More News:

October 29, 2015

N.J. student's classroom attack in Paterson goes viral, months later

Blogger posts January video to spur debate on media consistency after South Carolina classroom attack

Videos
102915_Patersonattack Viral Newsman/YouTube

16-year-old student grabbed and threw teacher to the ground in January incident at John F. Kennedy High School in Paterson, New Jersey,

Days after video surfaced of a South Carolina police officer forcefully throwing a student to the ground from her desk, a conservative blogger has brought renewed attention to a little-known video of a New Jersey student attacking a teacher in a Paterson classroom earlier this year.

The video below was re-posted on Facebook Thursday by blogger Matt Walsh, who works with conservative media outlet the Liberty Alliance.
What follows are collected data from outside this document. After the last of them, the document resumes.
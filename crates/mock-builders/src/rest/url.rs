//! URL joining and URL patterns.

use hyper::Uri;
use regex::Regex;
use std::collections::HashMap;

use crate::error::{BuilderError, Result};

/// Join a base URL and a path with exactly one `/` between them.
///
/// An empty path yields the base URL unchanged.
pub fn create_full_url(base_url: &str, path: &str) -> String {
    if path.is_empty() {
        return base_url.to_string();
    }
    format!(
        "{}/{}",
        base_url.trim_end_matches('/'),
        path.trim_start_matches('/')
    )
}

/// Compiled handler URL.
///
/// Supports `:name` path parameters, `*` wildcards and an optional trailing
/// slash. A pattern with a scheme and host also requires the same origin.
#[derive(Debug, Clone)]
pub struct UrlPattern {
    source: String,
    origin: Option<String>,
    path: Regex,
}

impl UrlPattern {
    pub fn compile(pattern: &str) -> Result<Self> {
        // Query and fragment are not part of routing
        let trimmed = pattern
            .split(['?', '#'])
            .next()
            .unwrap_or_default();

        let (origin, path) = split_origin(trimmed);
        let mut regex = String::from("^");
        for (i, segment) in path.split('/').enumerate() {
            if i > 0 {
                regex.push('/');
            }
            regex.push_str(&segment_regex(segment));
        }
        if regex.ends_with('/') {
            regex.pop();
        }
        regex.push_str("/?$");

        let path = Regex::new(&regex).map_err(|source| BuilderError::InvalidUrlPattern {
            pattern: pattern.to_string(),
            source,
        })?;

        Ok(UrlPattern {
            source: pattern.to_string(),
            origin: origin.map(str::to_ascii_lowercase),
            path,
        })
    }

    pub fn as_str(&self) -> &str {
        &self.source
    }

    /// Match a request URI, returning the captured path parameters.
    pub fn matches(&self, uri: &Uri) -> Option<HashMap<String, String>> {
        if let Some(origin) = &self.origin {
            let actual = match (uri.scheme_str(), uri.authority()) {
                (Some(scheme), Some(authority)) => format!("{scheme}://{authority}"),
                _ => return None,
            };
            if !actual.eq_ignore_ascii_case(origin) {
                return None;
            }
        }

        let captures = self.path.captures(uri.path())?;
        let params = self
            .path
            .capture_names()
            .flatten()
            .filter_map(|name| {
                let value = captures.name(name)?.as_str();
                let decoded = urlencoding::decode(value)
                    .map(|v| v.into_owned())
                    .unwrap_or_else(|_| value.to_string());
                Some((name.to_string(), decoded))
            })
            .collect();
        Some(params)
    }
}

fn split_origin(url: &str) -> (Option<&str>, &str) {
    let Some(scheme_end) = url.find("://") else {
        return (None, url);
    };
    let rest = &url[scheme_end + 3..];
    match rest.find('/') {
        Some(path_start) => {
            let split = scheme_end + 3 + path_start;
            (Some(&url[..split]), &url[split..])
        }
        None => (Some(url), "/"),
    }
}

fn segment_regex(segment: &str) -> String {
    if let Some(name) = segment.strip_prefix(':') {
        if !name.is_empty() && name.chars().all(|c| c.is_ascii_alphanumeric() || c == '_') {
            return format!("(?P<{name}>[^/]+)");
        }
    }
    segment
        .split('*')
        .map(regex::escape)
        .collect::<Vec<_>>()
        .join(".*")
}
Walsh called attention to the fact that the video, originally reported by NJ Advance Media in January, did not receive the same degree of coverage as the South Carolina incident, which led to the firing of Richland County Sheriff's Deputy Ben Fields, who was also a school resource officer at Spring Valley High School.
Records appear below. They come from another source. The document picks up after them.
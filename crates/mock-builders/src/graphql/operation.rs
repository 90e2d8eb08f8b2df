//! Extraction of the GraphQL operation carried by a request.

use graphql_parser::query::{Definition, OperationDefinition};
use hyper::Method;
use serde::Deserialize;
use serde_json::{Map, Value};
use tracing::{debug, warn};

use super::name::{OperationDocument, OperationKind};
use crate::error::Result;
use crate::matcher::parse_query_string;
use crate::request::MockRequest;

/// The operation a GraphQL request asks for.
#[derive(Debug, Clone, PartialEq)]
pub struct OperationDescriptor {
    pub kind: OperationKind,
    /// `None` for anonymous operations
    pub name: Option<String>,
    /// Always an object; missing or `null` variables become `{}`
    pub variables: Value,
}

#[derive(Debug, Deserialize)]
#[serde(rename_all = "camelCase")]
struct GraphQlPayload {
    query: Option<String>,
    #[serde(default)]
    variables: Option<Value>,
    operation_name: Option<String>,
}

/// Parse the operation from a `POST` JSON payload or `GET` query string.
///
/// Returns `Ok(None)` for requests that are not GraphQL requests and for
/// subscriptions. A request whose `query` is not a valid document fails with
/// [`BuilderError::InvalidDocument`](crate::BuilderError::InvalidDocument).
pub fn parse_operation(request: &MockRequest) -> Result<Option<OperationDescriptor>> {
    let Some(payload) = read_payload(request) else {
        return Ok(None);
    };
    let Some(query) = payload.query else {
        return Ok(None);
    };

    let document = OperationDocument::parse(&query)?;
    let Some((kind, name)) = select_operation(&document, payload.operation_name.as_deref()) else {
        return Ok(None);
    };

    let variables = match payload.variables {
        None | Some(Value::Null) => Value::Object(Map::new()),
        Some(variables) => variables,
    };

    Ok(Some(OperationDescriptor {
        kind,
        name,
        variables,
    }))
}

fn read_payload(request: &MockRequest) -> Option<GraphQlPayload> {
    if request.method() == Method::POST {
        return serde_json::from_slice(&request.body_bytes())
            .map_err(|e| debug!("Ignoring non-GraphQL POST body: {}", e))
            .ok();
    }

    if request.method() == Method::GET {
        let params = parse_query_string(request.uri().query());
        let text = |key: &str| params.get(key).and_then(Value::as_str).map(str::to_string);

        let variables = match text("variables") {
            Some(raw) => Some(
                serde_json::from_str(&raw)
                    .map_err(|e| debug!("Ignoring GraphQL GET request with invalid variables: {}", e))
                    .ok()?,
            ),
            None => None,
        };
        return Some(GraphQlPayload {
            query: text("query"),
            variables,
            operation_name: text("operationName"),
        });
    }

    None
}

fn select_operation(
    document: &OperationDocument,
    operation_name: Option<&str>,
) -> Option<(OperationKind, Option<String>)> {
    let selected = document.definitions().iter().find_map(|definition| {
        let Definition::Operation(operation) = definition else {
            return None;
        };
        let name = match operation {
            OperationDefinition::Query(q) => q.name.as_deref(),
            OperationDefinition::Mutation(m) => m.name.as_deref(),
            OperationDefinition::Subscription(s) => s.name.as_deref(),
            OperationDefinition::SelectionSet(_) => None,
        };
        match operation_name {
            Some(wanted) if name != Some(wanted) => None,
            _ => Some((operation, name)),
        }
    })?;

    let (operation, name) = selected;
    let kind = match operation {
        OperationDefinition::Query(_) | OperationDefinition::SelectionSet(_) => OperationKind::Query,
        OperationDefinition::Mutation(_) => OperationKind::Mutation,
        OperationDefinition::Subscription(_) => {
            warn!(
                "GraphQL subscription {} cannot be mocked, ignoring",
                name.unwrap_or("(anonymous)")
            );
            return None;
        }
    };
    Some((kind, name.map(str::to_string)))
}

#[cfg(test)]
mod tests {
    use super::*;
    use crate::error::BuilderError;
    use serde_json::json;

    const ENDPOINT: &str = "https://www.example.org/graphql";

    fn post(payload: Value) -> MockRequest {
        MockRequest::post(ENDPOINT).unwrap().with_json(&payload)
    }

    #[test]
    fn test_post_query_with_variables() {
        let request = post(json!({
            "query": "query hello($id: ID!) { hello(id: $id) }",
            "variables": {"id": "user-123"}
        }));

        let operation = parse_operation(&request).unwrap().unwrap();
        assert_eq!(operation.kind, OperationKind::Query);
        assert_eq!(operation.name.as_deref(), Some("hello"));
        assert_eq!(operation.variables, json!({"id": "user-123"}));
    }

    #[test]
    fn test_missing_or_null_variables_are_empty() {
        let missing = post(json!({"query": "mutation setHello { setHello }"}));
        let operation = parse_operation(&missing).unwrap().unwrap();
        assert_eq!(operation.kind, OperationKind::Mutation);
        assert_eq!(operation.variables, json!({}));

        let null = post(json!({"query": "query hello { hello }", "variables": null}));
        assert_eq!(parse_operation(&null).unwrap().unwrap().variables, json!({}));
    }

    #[test]
    fn test_operation_name_selects_definition() {
        let request = post(json!({
            "query": "query first { a } mutation second { b }",
            "operationName": "second"
        }));
        let operation = parse_operation(&request).unwrap().unwrap();
        assert_eq!(operation.kind, OperationKind::Mutation);
        assert_eq!(operation.name.as_deref(), Some("second"));

        let unknown = post(json!({"query": "query first { a }", "operationName": "missing"}));
        assert_eq!(parse_operation(&unknown).unwrap(), None);
    }

    #[test]
    fn test_shorthand_is_anonymous_query() {
        let operation = parse_operation(&post(json!({"query": "{ hello }"})))
            .unwrap()
            .unwrap();
        assert_eq!(operation.kind, OperationKind::Query);
        assert_eq!(operation.name, None);
    }

    #[test]
    fn test_get_request() {
        let request = MockRequest::get(
            "https://www.example.org/graphql?query=query%20hello%20%7B%20hello%20%7D&variables=%7B%22id%22%3A%221%22%7D",
        )
        .unwrap();
        let operation = parse_operation(&request).unwrap().unwrap();
        assert_eq!(operation.name.as_deref(), Some("hello"));
        assert_eq!(operation.variables, json!({"id": "1"}));
    }

    #[test]
    fn test_non_graphql_requests() {
        let not_json = MockRequest::post(ENDPOINT).unwrap().with_body("plain text");
        assert_eq!(parse_operation(&not_json).unwrap(), None);

        let no_query = post(json!({"hello": "world"}));
        assert_eq!(parse_operation(&no_query).unwrap(), None);

        let put = MockRequest::new(Method::PUT, ENDPOINT)
            .unwrap()
            .with_json(&json!({"query": "{ a }"}));
        assert_eq!(parse_operation(&put).unwrap(), None);
    }

    #[test]
    fn test_subscription_is_ignored() {
        let request = post(json!({"query": "subscription onHello { hello }"}));
        assert_eq!(parse_operation(&request).unwrap(), None);
    }

    #[test]
    fn test_invalid_document_propagates() {
        let request = post(json!({"query": "query {"}));
        assert!(matches!(
            parse_operation(&request),
            Err(BuilderError::InvalidDocument(_))
        ));
    }
}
Strangely, this video of a black student body slamming a 62 year old white teacher to the ground for taking his cell phone never went viral. There was no hand wringing over it. No attention paid to it. No outrage. No discussion of "white on black" violence. No conversation about the very real epidemic of students physically assaulting their teachers. Nobody calling this teenager a "monster" and a "bully" for committing felony assault against an innocent man. No hashtags. No mentions by the Black Lives Matter crew. No coverage on MSNBC or CNN or anywhere else. Just crickets.

According to NJ.com, police said the incident at Paterson's John F. Kennedy High School stemmed from the teacher in the video confiscating the cell phone of the student who attacked him. The same issue initially led to the conflict in South Carolina, a classmate of the 16-year-old victim told CNN.

Walsh's followers on Facebook, who total around 360,000, shared the post in droves and fueled a new angle on the already heated debate about the South Carolina incident. One Facebook user, Samuel Lilly, criticized what he agreed was a media "bias" in failing to propagate the Paterson video.

Such an innocent kid who obviously was severely wronged by the teacher. Teacher must have deserved it..... Great to see this did not make it on the news but an edited video of a police officer restraining a student in South Carolina did. Nice little tidbit of bias in our "news."

On Twitter, others cautioned against leaping to conclusions about how or even if the two incidents are siginifcantly related beyond the issue of cell phones and school discipline.



The Facebook post, shared more than 9,000 times, has amassed nearly 2,000 comments as of Thursday night, reflecting multiple views on what has quickly become a divisive incident linked to issues in policing, race relations, education, and technology.